The 2019-nCoV has triggered a global public health emergency due to its rapid spread, resulting in a pandemic situation. Because of its ability to bind with the host cell receptor ACE-2, the spike protein of the 2019-nCoV is a critical factor in viral infection. The current study aims to investigate the molecular-docking of the spike protein (6VXX) using PyRx for FDA-approved drugs available for the treatment of SARS-1 and MERS, with the hypothesis that these drugs could be suggested for the treatment of 2019-nCoV or not. A phylogenetic analysis of 2019-nCoV in relation to SARS-1 and MERS confirmed the validation. The positive result urged the Multiple Sequence Alignment analysis of the top five affected countries, with China serving as a control, using WHO available reference data to determine the rate of mutant variation.

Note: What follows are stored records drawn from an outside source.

//! # Payment notification signatures
//!
//! The payment provider signs every notification it sends, on both the webhook and the callback channel, with a secret
//! shared between the provider and this server. A notification whose signature does not check out is never allowed
//! near an order.
//!
//! ## Message format
//!
//! The signed message is the canonical form of four fields, joined by a pipe:
//!
//! ```text
//!    {payment_ref}|{status}|{amount}|{timestamp}
//! ```
//!
//! where
//!   * `payment_ref` is the order's payment reference (or the provider transaction id, when no reference is sent)
//!   * `status` is the provider status exactly as sent, e.g. `success`
//!   * `amount` is rendered with exactly two decimals, e.g. `1500.00`. Empty if no amount was sent.
//!   * `timestamp` is the provider timestamp exactly as sent
//!
//! A field that itself contains a `|` cannot be canonicalized, and the notification is rejected. Otherwise
//! `("a|b", "c")` and `("a", "b|c")` would produce the same message.
//!
//! The signature is `HMAC-SHA256(secret, message)`, hex encoded. An optional `sha256=` prefix is accepted.
use std::{fmt::Display, str::FromStr};

use hmac::{Hmac, Mac};
use log::*;
use ofg_common::Secret;
use serde::{Deserialize, Serialize};
use sha2::Sha256;

type HmacSha256 = Hmac<Sha256>;

const FIELD_DELIMITER: char = '|';
const SIGNATURE_HEX_LEN: usize = 64;
const SIGNATURE_PREFIX: &str = "sha256=";

#[derive(Debug, Clone, Copy, Default, PartialEq, Eq, Serialize, Deserialize)]
pub enum DeploymentMode {
    #[default]
    Production,
    Development,
    Test,
}

impl DeploymentMode {
    pub fn is_production(&self) -> bool {
        matches!(self, Self::Production)
    }
}

impl Display for DeploymentMode {
    fn fmt(&self, f: &mut std::fmt::Formatter<'_>) -> std::fmt::Result {
        match self {
            Self::Production => write!(f, "production"),
            Self::Development => write!(f, "development"),
            Self::Test => write!(f, "test"),
        }
    }
}

impl FromStr for DeploymentMode {
    type Err = String;

    fn from_str(s: &str) -> Result<Self, Self::Err> {
        match s.trim().to_ascii_lowercase().as_str() {
            "production" | "prod" => Ok(Self::Production),
            "development" | "dev" => Ok(Self::Development),
            "test" => Ok(Self::Test),
            other => Err(format!("Unknown environment: {other}")),
        }
    }
}

/// The signed subset of a payment notification.
#[derive(Debug, Clone, Copy, PartialEq, Eq)]
pub struct SignedFields<'a> {
    pub payment_ref: &'a str,
    pub status: &'a str,
    pub amount: &'a str,
    pub timestamp: &'a str,
}

/// Builds the message that the provider signs. Returns `None` if any field contains the delimiter.
pub fn canonicalize(fields: &SignedFields) -> Option<String> {
    let parts = [fields.payment_ref, fields.status, fields.amount, fields.timestamp];
    if parts.iter().any(|p| p.contains(FIELD_DELIMITER)) {
        return None;
    }
    Some(parts.join("|"))
}

#[derive(Debug, Clone)]
pub struct SignatureVerifier {
    secret: Secret<String>,
    mode: DeploymentMode,
}

impl SignatureVerifier {
    pub fn new(secret: Secret<String>, mode: DeploymentMode) -> Self {
        if secret.is_unset() {
            if mode.is_production() {
                error!("🔐️ No webhook secret is configured. Every payment notification will be rejected.");
            } else {
                warn!("🔐️ No webhook secret is configured. Signature checks are DISABLED in {mode} mode.");
            }
        }
        Self { secret, mode }
    }

    pub fn mode(&self) -> DeploymentMode {
        self.mode
    }

    fn mac(&self, message: &str) -> Option<HmacSha256> {
        let mut mac = HmacSha256::new_from_slice(self.secret.reveal().as_bytes()).ok()?;
        mac.update(message.as_bytes());
        Some(mac)
    }

    /// Produces the signature the provider would send for these fields. `None` if there is no secret, or the fields
    /// cannot be canonicalized.
    pub fn sign(&self, fields: &SignedFields) -> Option<String> {
        if self.secret.is_unset() {
            return None;
        }
        let message = canonicalize(fields)?;
        let mac = self.mac(&message)?;
        Some(hex::encode(mac.finalize().into_bytes()))
    }

    /// Checks `received` against the signature of `fields`. Never panics: anything unexpected is simply `false`.
    pub fn verify(&self, fields: &SignedFields, received: Option<&str>) -> bool {
        let Some(message) = canonicalize(fields) else {
            warn!("🔐️ Notification for [{}] contains the field delimiter. Rejected.", fields.payment_ref);
            return false;
        };
        if self.secret.is_unset() {
            if self.mode.is_production() {
                warn!("🔐️ Notification for [{}] rejected. No webhook secret is configured.", fields.payment_ref);
                return false;
            }
            warn!(
                "🔐️ Accepting UNVERIFIED notification for [{}]. No webhook secret is configured ({} mode).",
                fields.payment_ref, self.mode
            );
            return true;
        }
        let Some(received) = received.map(str::trim) else {
            debug!("🔐️ Notification for [{}] carries no signature", fields.payment_ref);
            return false;
        };
        let received = received.strip_prefix(SIGNATURE_PREFIX).unwrap_or(received);
        if received.len() != SIGNATURE_HEX_LEN {
            debug!("🔐️ Signature for [{}] has the wrong length", fields.payment_ref);
            return false;
        }
        let Ok(received) = hex::decode(received) else {
            debug!("🔐️ Signature for [{}] is not valid hex", fields.payment_ref);
            return false;
        };
        // verify_slice compares in constant time
        self.mac(&message).map(|mac| mac.verify_slice(&received).is_ok()).unwrap_or(false)
    }
}
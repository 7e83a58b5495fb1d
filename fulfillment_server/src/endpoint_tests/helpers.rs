use actix_web::{http::StatusCode, test, test::TestRequest, web, web::ServiceConfig, App};
use fulfillment_engine::{
    db_types::{NewOrder, NewOrderItem, NewProduct},
    events::EventProducers,
    test_utils::prepare_env::{prepare_test_env, random_db_path},
    LowStockPolicy,
    OrderFlowApi,
    SqliteDatabase,
};
use log::debug;
use ofg_common::{Money, Secret};

use crate::{auth::OPERATOR_TOKEN_HEADER, middleware::OperatorAuthFactory};

pub const OPERATOR_TOKEN: &str = "op-test-token";

/// Calls a route that sits outside the operator scope.
pub async fn public_request<F>(req: TestRequest, configure: F) -> (StatusCode, String)
where F: FnOnce(&mut ServiceConfig) {
    let app = App::new().configure(configure);
    let service = test::init_service(app).await;
    let res = test::call_service(&service, req.to_request()).await;
    let status = res.status();
    let body = String::from_utf8_lossy(&test::read_body(res).await).into_owned();
    (status, body)
}

/// Calls a route in the `/api` scope, behind the operator token middleware. `token` goes in the operator token
/// header if given.
pub async fn operator_request<F>(
    mut req: TestRequest,
    token: Option<&str>,
    operator_id: Option<&str>,
    configure: F,
) -> (StatusCode, String)
where
    F: FnOnce(&mut ServiceConfig),
{
    if let Some(token) = token {
        req = req.insert_header((OPERATOR_TOKEN_HEADER, token));
    }
    if let Some(id) = operator_id {
        req = req.insert_header((crate::auth::OPERATOR_ID_HEADER, id));
    }
    let scope = web::scope("/api")
        .wrap(OperatorAuthFactory::new(Secret::new(OPERATOR_TOKEN.to_string())))
        .configure(configure);
    let service = test::init_service(App::new().service(scope)).await;
    debug!("Making operator request");
    match test::try_call_service(&service, req.to_request()).await {
        Ok(res) => {
            let status = res.status();
            let body = String::from_utf8_lossy(&test::read_body(res).await).into_owned();
            (status, body)
        },
        // Middleware errors are not turned into responses until they reach the HTTP dispatcher
        Err(e) => (e.as_response_error().status_code(), e.to_string()),
    }
}

/// A migrated throw-away database with product 1 (20 units) and a pending order `QRPH-1-42` for 2 units at 750.00.
pub async fn seeded_database() -> SqliteDatabase {
    let url = random_db_path();
    prepare_test_env(&url).await;
    let db = SqliteDatabase::new_with_url(&url, 5).await.expect("Error creating connection to database");
    let product = NewProduct { id: Some(1), name: "Barako beans 1kg".into(), stock: 20, low_stock_threshold: None };
    db.insert_product(product).await.expect("Error inserting product");
    let orders = OrderFlowApi::new(db.clone(), EventProducers::default(), LowStockPolicy::default());
    let order = NewOrder::new("ana", "QRPH-1-42", vec![NewOrderItem::new(1, 2, Money::from_major(750))])
        .with_email("ana@example.com");
    orders.place_order(order).await.expect("Error placing order");
    db
}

The docking results revealed that the top ten drugs with the highest binding affinity rate are also used for Hepatitis-C virus treatment, and the Molecular Dynamic Simulation was carried out for the drug Paritaprevir, which had the highest binding affinity rate, using Gromacs. The results indicated that the drug Paritaprevir could be used as a potential target against the 2019-nCoV Spike protein.